(DATA FOR REVIEW Opens)
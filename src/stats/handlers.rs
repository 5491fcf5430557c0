use axum::{extract::State, Json};
use tracing::instrument;

use super::dto::DashboardStatsResponse;
use super::services;
use crate::auth::CurrentUser;
use crate::error::ApiError;
use crate::state::AppState;

#[instrument(skip(state))]
pub async fn dashboard_stats(
    State(state): State<AppState>,
    _caller: CurrentUser,
) -> Result<Json<DashboardStatsResponse>, ApiError> {
    Ok(Json(services::dashboard_stats(&state).await?))
}
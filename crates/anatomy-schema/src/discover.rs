//! # Document Discovery
//!
//! Recursive listing of `.json` files under a data directory, sorted by path
//! so that reports are stable across runs and platforms.

use std::path::{Path, PathBuf};

/// Recursively find every regular file with a `.json` extension under `dir`.
///
/// A missing directory yields an empty list. Unreadable subdirectories are
/// skipped with a warning. Symlinked directories are not followed.
pub fn discover_json_files(dir: &Path) -> Vec<PathBuf> {
    if !dir.is_dir() {
        tracing::warn!(dir = %dir.display(), "data directory does not exist");
        return Vec::new();
    }

    let mut results = Vec::new();
    walk(dir, &mut results);
    results.sort();
    results
}

fn walk(dir: &Path, acc: &mut Vec<PathBuf>) {
    let entries = match std::fs::read_dir(dir) {
        Ok(e) => e,
        Err(e) => {
            tracing::warn!(
                dir = %dir.display(),
                error = %e,
                "failed to read directory during discovery"
            );
            return;
        }
    };

    for entry in entries {
        let entry = match entry {
            Ok(e) => e,
            Err(e) => {
                tracing::warn!(dir = %dir.display(), error = %e, "failed to read directory entry");
                continue;
            }
        };
        let path = entry.path();
        let is_real_dir = entry.file_type().map(|t| t.is_dir()).unwrap_or(false);
        if is_real_dir {
            walk(&path, acc);
        } else if path.is_file() && is_json(&path) {
            acc.push(path);
        }
    }
}

fn is_json(path: &Path) -> bool {
    path.extension().and_then(|e| e.to_str()) == Some("json")
}

#[cfg(test)]
mod tests {
    use super::*;

    #[test]
    fn missing_directory_is_empty() {
        let dir = tempfile::tempdir().unwrap();
        assert!(discover_json_files(&dir.path().join("nope")).is_empty());
    }

    #[test]
    fn finds_nested_json_sorted() {
        let dir = tempfile::tempdir().unwrap();
        let deep = dir.path().join("b").join("c");
        std::fs::create_dir_all(&deep).unwrap();
        std::fs::create_dir_all(dir.path().join("a")).unwrap();
        std::fs::write(deep.join("z.json"), b"{}").unwrap();
        std::fs::write(dir.path().join("a").join("y.json"), b"{}").unwrap();
        std::fs::write(dir.path().join("x.json"), b"{}").unwrap();

        let files = discover_json_files(dir.path());
        let rel: Vec<PathBuf> = files
            .iter()
            .map(|p| p.strip_prefix(dir.path()).unwrap().to_path_buf())
            .collect();
        assert_eq!(
            rel,
            [
                PathBuf::from("a/y.json"),
                PathBuf::from("b/c/z.json"),
                PathBuf::from("x.json"),
            ]
        );
    }

    #[test]
    fn ignores_other_extensions_and_directories_named_json() {
        let dir = tempfile::tempdir().unwrap();
        std::fs::write(dir.path().join("notes.txt"), b"hello").unwrap();
        std::fs::write(dir.path().join("data.json.bak"), b"{}").unwrap();
        std::fs::write(dir.path().join("upper.JSON"), b"{}").unwrap();
        std::fs::create_dir_all(dir.path().join("folder.json")).unwrap();
        assert!(discover_json_files(dir.path()).is_empty());
    }
}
(DATA FOR REVIEW Closes)
_TRY IT_
Please give an exact restatement of only the lines from the beginning of the material above to the line with "# Document Discovery", inclusive.

_OUTPUT FOR THIS EXERCISE_
filename src/stats/handlers.rs
repository 5491fcf5430557c0
use axum::{extract::State, Json};
use tracing::instrument;

use super::dto::DashboardStatsResponse;
use super::services;
use crate::auth::CurrentUser;
use crate::error::ApiError;
use crate::state::AppState;

#[instrument(skip(state))]
pub async fn dashboard_stats(
    State(state): State<AppState>,
    _caller: CurrentUser,
) -> Result<Json<DashboardStatsResponse>, ApiError> {
    Ok(Json(services::dashboard_stats(&state).await?))
}
filename crates/anatomy-schema/src/discover.rs
//! # Document Discovery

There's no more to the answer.